Jingdong dong architecture evolution
What is dong Dong? Dongdong is to JINGdong what Wangwang is to Taobao, both of which serve the communication between buyers and sellers. Dongdong was born after JD.com started offering third-party sellers a platform to settle in. Let’s start by looking at what it looked like when it was born.
1.0 born (2010-2011)
The technical architecture implementation of version 1.0 was straightforward and unsophisticated in order to bring the business online quickly. How to be simple and rude? See the architecture diagram below.
The functionality of JD Architecture Path 1.0 is very simple, realizing the basic functions of an IM, access, message exchange and status. In addition, there are customer service functions, that is, customer access consulting customer service allocation, according to the polling way to assign customers to the online customer service reception. The open source Mina framework is used to implement TCP long connection access and Tomcat Comet mechanism is used to implement HTTP long polling service. The realization of message delivery is that the message sent at one end is temporarily stored in Redis, and the production and consumption model pulled at the other end.
The approach of this model results in the need to poll Redis for associated session messages that belong to its own connections in a high frequency manner. The model is simple, and simple means multiple things: simple to understand; Simple to develop; It is also simple to deploy. Only one Tomcat application depends on a shared Redis, which simply realizes the core business functions and supports the fast online business.

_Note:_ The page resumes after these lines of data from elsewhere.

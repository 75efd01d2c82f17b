//! Client side of the RPC runtime.
//!
//! [`GenericClient`] is the injected-transport seam generated stubs are
//! written against: a blocking call, a compressed variant, and a
//! fire-and-forget notify. [`RpcClient`] implements it over any byte
//! stream, multiplexing concurrent calls by sequence number.

use std::sync::atomic::{AtomicU32, Ordering};
use std::sync::Arc;
use std::time::Duration;

use async_trait::async_trait;
use dashmap::DashMap;
use rmpv::Value;
use serde::de::DeserializeOwned;
use serde::Serialize;
use tokio::io::{AsyncRead, AsyncWrite, ReadHalf, WriteHalf};
use tokio::sync::{mpsc, oneshot};
use tracing::{debug, warn};

use crate::compress::CompressionType;
use crate::error::RpcError;
use crate::packet::{read_packet, write_packet, Packet};

/// Generic RPC transport injected into generated client stubs.
///
/// Arguments are the already-encoded positional tuple; the result is the
/// raw msgpack result value. Each call is a stateless, independent
/// request/response exchange; any sequencing is explicit caller data.
#[async_trait]
pub trait GenericClient: Send + Sync {
    /// Issues a call and waits for its response.
    async fn call(
        &self,
        method: &str,
        args: Value,
        timeout: Option<Duration>,
    ) -> Result<Value, RpcError>;

    /// Issues a call whose argument tuple is compressed on the wire.
    async fn call_compressed(
        &self,
        method: &str,
        args: Value,
        compression: CompressionType,
        timeout: Option<Duration>,
    ) -> Result<Value, RpcError>;

    /// Sends a one-way notification; no response is ever delivered.
    async fn notify(
        &self,
        method: &str,
        args: Value,
        timeout: Option<Duration>,
    ) -> Result<(), RpcError>;
}

#[async_trait]
impl<T: GenericClient + ?Sized> GenericClient for Arc<T> {
    async fn call(
        &self,
        method: &str,
        args: Value,
        timeout: Option<Duration>,
    ) -> Result<Value, RpcError> {
        (**self).call(method, args, timeout).await
    }

    async fn call_compressed(
        &self,
        method: &str,
        args: Value,
        compression: CompressionType,
        timeout: Option<Duration>,
    ) -> Result<Value, RpcError> {
        (**self).call_compressed(method, args, compression, timeout).await
    }

    async fn notify(
        &self,
        method: &str,
        args: Value,
        timeout: Option<Duration>,
    ) -> Result<(), RpcError> {
        (**self).notify(method, args, timeout).await
    }
}

/// Marshals a typed argument tuple, calls, and unmarshals the result.
///
/// # Errors
///
/// Returns encoding, transport, or remote errors.
pub async fn call_typed<C, A, R>(cli: &C, method: &str, args: &A) -> Result<R, RpcError>
where
    C: GenericClient + ?Sized,
    A: Serialize,
    R: DeserializeOwned,
{
    let args = rmpv::ext::to_value(args)?;
    let res = cli.call(method, args, None).await?;
    Ok(rmpv::ext::from_value(res)?)
}

/// Like [`call_typed`], requesting wire compression of the arguments.
///
/// # Errors
///
/// Returns encoding, transport, or remote errors.
pub async fn call_compressed_typed<C, A, R>(
    cli: &C,
    method: &str,
    args: &A,
    compression: CompressionType,
) -> Result<R, RpcError>
where
    C: GenericClient + ?Sized,
    A: Serialize,
    R: DeserializeOwned,
{
    let args = rmpv::ext::to_value(args)?;
    let res = cli.call_compressed(method, args, compression, None).await?;
    Ok(rmpv::ext::from_value(res)?)
}

/// Marshals a typed argument tuple and sends a one-way notification.
///
/// # Errors
///
/// Returns encoding or transport errors.
pub async fn notify_typed<C, A>(cli: &C, method: &str, args: &A) -> Result<(), RpcError>
where
    C: GenericClient + ?Sized,
    A: Serialize,
{
    let args = rmpv::ext::to_value(args)?;
    cli.notify(method, args, None).await
}

type PendingMap = DashMap<u32, oneshot::Sender<Result<Value, RpcError>>>;

/// A connected RPC client over a byte stream.
///
/// Spawns a writer task fed by an mpsc outbox and a reader task that routes
/// responses (possibly out of order) to their callers by sequence number.
/// Dropping the client closes the outbox; outstanding calls fail with
/// [`RpcError::ConnectionClosed`] once the stream ends.
pub struct RpcClient {
    next_seq: AtomicU32,
    pending: Arc<PendingMap>,
    outbox: mpsc::Sender<Packet>,
}

impl RpcClient {
    /// Takes ownership of a stream and spawns its reader/writer tasks.
    pub fn new<S>(stream: S) -> Self
    where
        S: AsyncRead + AsyncWrite + Send + 'static,
    {
        let (rd, wr) = tokio::io::split(stream);
        let (outbox, outbox_rx) = mpsc::channel(64);
        let pending: Arc<PendingMap> = Arc::new(DashMap::new());
        tokio::spawn(write_loop(wr, outbox_rx));
        tokio::spawn(read_loop(rd, Arc::clone(&pending)));
        Self {
            next_seq: AtomicU32::new(1),
            pending,
            outbox,
        }
    }

    async fn issue(
        &self,
        seq: u32,
        packet: Packet,
        timeout: Option<Duration>,
    ) -> Result<Value, RpcError> {
        let (tx, rx) = oneshot::channel();
        self.pending.insert(seq, tx);
        if self.outbox.send(packet).await.is_err() {
            self.pending.remove(&seq);
            return Err(RpcError::ConnectionClosed);
        }
        match timeout {
            None => rx.await.unwrap_or(Err(RpcError::ConnectionClosed)),
            Some(dur) => match tokio::time::timeout(dur, rx).await {
                Ok(res) => res.unwrap_or(Err(RpcError::ConnectionClosed)),
                Err(_) => {
                    self.pending.remove(&seq);
                    let _ = self.outbox.send(Packet::Cancel { seq }).await;
                    Err(RpcError::Timeout(dur))
                }
            },
        }
    }

    fn alloc_seq(&self) -> u32 {
        self.next_seq.fetch_add(1, Ordering::Relaxed)
    }
}

#[async_trait]
impl GenericClient for RpcClient {
    async fn call(
        &self,
        method: &str,
        args: Value,
        timeout: Option<Duration>,
    ) -> Result<Value, RpcError> {
        let seq = self.alloc_seq();
        self.issue(seq, Packet::call(seq, method, args), timeout)
            .await
    }

    async fn call_compressed(
        &self,
        method: &str,
        args: Value,
        compression: CompressionType,
        timeout: Option<Duration>,
    ) -> Result<Value, RpcError> {
        let seq = self.alloc_seq();
        self.issue(
            seq,
            Packet::call_compressed(seq, compression, method, args),
            timeout,
        )
        .await
    }

    async fn notify(
        &self,
        method: &str,
        args: Value,
        timeout: Option<Duration>,
    ) -> Result<(), RpcError> {
        let packet = Packet::notify(method, args);
        let send = self.outbox.send(packet);
        let sent = match timeout {
            None => send.await.is_ok(),
            Some(dur) => matches!(tokio::time::timeout(dur, send).await, Ok(Ok(()))),
        };
        if sent {
            Ok(())
        } else {
            Err(RpcError::ConnectionClosed)
        }
    }
}

async fn write_loop<S>(mut wr: WriteHalf<S>, mut outbox: mpsc::Receiver<Packet>)
where
    S: AsyncRead + AsyncWrite,
{
    while let Some(packet) = outbox.recv().await {
        if let Err(e) = write_packet(&mut wr, &packet).await {
            warn!("client write failed: {}", e);
            break;
        }
    }
}

async fn read_loop<S>(mut rd: ReadHalf<S>, pending: Arc<PendingMap>)
where
    S: AsyncRead + AsyncWrite,
{
    loop {
        match read_packet(&mut rd).await {
            Ok(Packet::Response { seq, error, result }) => {
                let Some((_, tx)) = pending.remove(&seq) else {
                    debug!("response for unknown seq {}", seq);
                    continue;
                };
                let outcome = match error {
                    Some(e) => Err(e.into()),
                    None => Ok(result),
                };
                let _ = tx.send(outcome);
            }
            Ok(other) => {
                debug!("ignoring unexpected packet type {}", other.packet_type());
            }
            Err(RpcError::ConnectionClosed) => break,
            Err(e) => {
                warn!("client read failed: {}", e);
                break;
            }
        }
    }
    // Fail whatever is still outstanding.
    let keys: Vec<u32> = pending.iter().map(|entry| *entry.key()).collect();
    for seq in keys {
        if let Some((_, tx)) = pending.remove(&seq) {
            let _ = tx.send(Err(RpcError::ConnectionClosed));
        }
    }
}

But this simple model has some serious flaws, mainly efficiency and scalability. The frequency interval of polling basically determines the message delay. The faster the polling, the lower the delay, but the faster the polling, the higher the consumption. This model is actually a high power and low efficiency model, because inactive connections do high frequency meaningless polling there. How high is the frequency? It’s basically under 100 ms. You can’t make polling too slow, say more than 2 seconds, and people will experience significant conversation delay during the chat. As the number of online users increases, the time of polling increases linearly. Therefore, this model leads to poor scalability and load-carrying capacity, and will definitely encounter performance bottlenecks as the number of online users increases.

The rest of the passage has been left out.